Und gerade bei diesem Thema machte Michel Steiner auf Widersprüche aufmerksam: Massnahmen wie Mietzuschusserhöhungen würden wohl in der Basler Politik kaum durchkommen. Zudem gingen damit auch die Mieten in die Höhe.
Unterschiedliche Meinungen zu den Genossenschaften
Der Moderator Bernhard Senn warf die Frage auf, weshalb denn Investoren nicht bereit seien, Quersubventionen von billigen mit teuren Wohnungen zu forcieren. Cramer bemerkte, dass ein Privater wohl kaum auf die Rendite verzichten werde – das sei halt die Marktwirtschaft. Chancen sehe er jedoch beim gemeinnützigen Wohnungsbau – so etwa bei der geplanten Genossenschaft im alten Felix-Platter-Spital. Mit teuren Dachwohnungen sollen dort die kostengünstigen Angebote kompensiert werden.
Zum Thema Genossenschaften fand hingegen Silvan Bohnet kritische Worte: Genossenschaften seien nach seiner Erfahrung nicht so stark durchmischt, wie sie vorgäben, sagte der Projektleiter der Immobilienfirma Halter AG. Oft fehlten Ausländer und Vertreter der Unterschicht in der Mieterschaft. «Wie gemeinnützig ist das denn?», fragte Bohnet und plädierte für mehr Durchmischung.
Büroflächen als Potenzial
Als weiterer schwieriger Punkt wurde das Thema Verdichtung angeschnitten: Nach dem Nein zur Stadtrandentwicklung vor zwei Jahren ergeben sich nun erneut Fragen, wo die Stadt denn noch wachsen kann.
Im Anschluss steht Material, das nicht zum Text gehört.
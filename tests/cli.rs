// ABOUTME: Integration tests for the slipway CLI.
// ABOUTME: Validates --help output and configuration error reporting.

use assert_cmd::Command;
use predicates::prelude::*;
use std::fs;

fn slipway_cmd() -> Command {
    Command::new(assert_cmd::cargo::cargo_bin!("slipway"))
}

#[test]
fn help_shows_commands() {
    slipway_cmd()
        .arg("--help")
        .assert()
        .success()
        .stdout(predicate::str::contains("serve"))
        .stdout(predicate::str::contains("check"));
}

#[test]
fn check_reports_missing_config_file() {
    let temp_dir = tempfile::tempdir().unwrap();

    slipway_cmd()
        .current_dir(temp_dir.path())
        .args(["check", "--config", "nope.yml"])
        .assert()
        .failure()
        .stderr(predicate::str::contains("not found"));
}

#[test]
fn check_rejects_malformed_config() {
    let temp_dir = tempfile::tempdir().unwrap();
    let config_path = temp_dir.path().join("slipway.yml");
    fs::write(&config_path, "projects_dir: [this, is, not, a, path\n").unwrap();

    slipway_cmd()
        .current_dir(temp_dir.path())
        .args(["check", "--config", "slipway.yml"])
        .assert()
        .failure();
}
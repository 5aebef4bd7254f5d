// ABOUTME: Library root for slipway - exposes public types for testing.
// ABOUTME: The daemon binary is in main.rs.

pub mod config;
pub mod error;
pub mod exec;
pub mod gateway;
pub mod pipeline;
pub mod runtime;
pub mod sinks;
pub mod types;
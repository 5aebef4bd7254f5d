// ABOUTME: Error taxonomy for container engine operations.
// ABOUTME: Distinguishes transport failures from engine rejections.

use thiserror::Error;

/// Errors from the container engine adapter.
///
/// Neither variant is retried at this layer; retries, if any, belong to
/// a higher policy.
#[derive(Debug, Error)]
pub enum RuntimeError {
    /// The engine could not be reached over its socket.
    #[error("container runtime unavailable: {0}")]
    Unavailable(String),

    /// The engine was reached but rejected the operation.
    #[error("runtime operation failed: {0}")]
    OperationFailed(String),
}
// ABOUTME: Container engine adapter layer.
// ABOUTME: Exposes the RuntimeClient trait and the bollard-backed implementation.

mod bollard;
mod client;
mod error;

pub use bollard::BollardClient;
pub use client::{BuildContext, ContainerDescriptor, ContainerState, RuntimeClient};
pub use error::RuntimeError;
Conradin Cramer stellte fest, dass viele eine Verdichtung aus übergeordneten und abstrakten Überlegungen eigentlich unterstützen würden. Doch sobald es konkret werde, hapere es – dann etwa, wenn es um ein Hochhaus oder gefällte Bäume gleich in der Nähe gehe.
Nicht nur das Potenzial ganzer Industrieareale wie etwa im Projekt «Klybeckplus», sondern auch kleinere Brötchen kamen zur Sprache: Michel Steiner plädierte dafür, mögliche Um- und Zwischennutzungen genauer unter die Lupe zu nehmen. Da gebe es leerstehenden Wohnraum, der in den Statistiken gar nicht auftauche. Als Beispiele nannte er Häuser, die wegen Erbstreitigkeiten in Brache liegen, oder die vielen leeren Büros, die als Reserve behalten werden. Darin zu wohnen, sei nicht zonenkonform, heisse es stets. Dazu sagt Steiner: «Man versteckt sich gerne hinter Ausreden.»
Trotz ansonsten eher konträrer Ansichten waren sich Michel Steiner und der Conradin Cramer in diesem Punkt einig: Punkto Vorschriften müsse man flexibler sein. «Bei den Büroflächen etwa könnte man schon mal zwei Augen zudrücken», meinte Cramer. Regula Küng hielt fest, dass die Umnutzungen von Büros jedoch alles andere als einfach sei. Diese würden normalerweise rund 2000 Franken pro Quadratmeter kosten. Zudem könnten die Besitzer nicht zur Umnutzung gezwungen werden.
Vereinzelung als Faktor
Die Hoffnung, dass auch in der Immobilienwirtschaft ein Umdenken erfolgen könnte, nährte schliesslich Silvan Bohnet. Als wichtigen Faktor für die Wohnpolitik nannte er gesellschaftliche Veränderungen wie etwa die Vereinzelung: Einpersonenhaushalte werden immer häufiger. Seine Firma sei daher generell davon abgekommen, Grosswohnungen zu entwerfen und setze vermehrt auf flächeneffiziente Einheiten. Gleichzeitig machte er klar, dass der Run auf Wohnungen auch beim grösser werdenden Kuchen wie in Basel weiterhin ein Thema bleiben werde: «Der Druck auf preisgünstige Wohnungen wird immer bleiben», sagte Bohnet.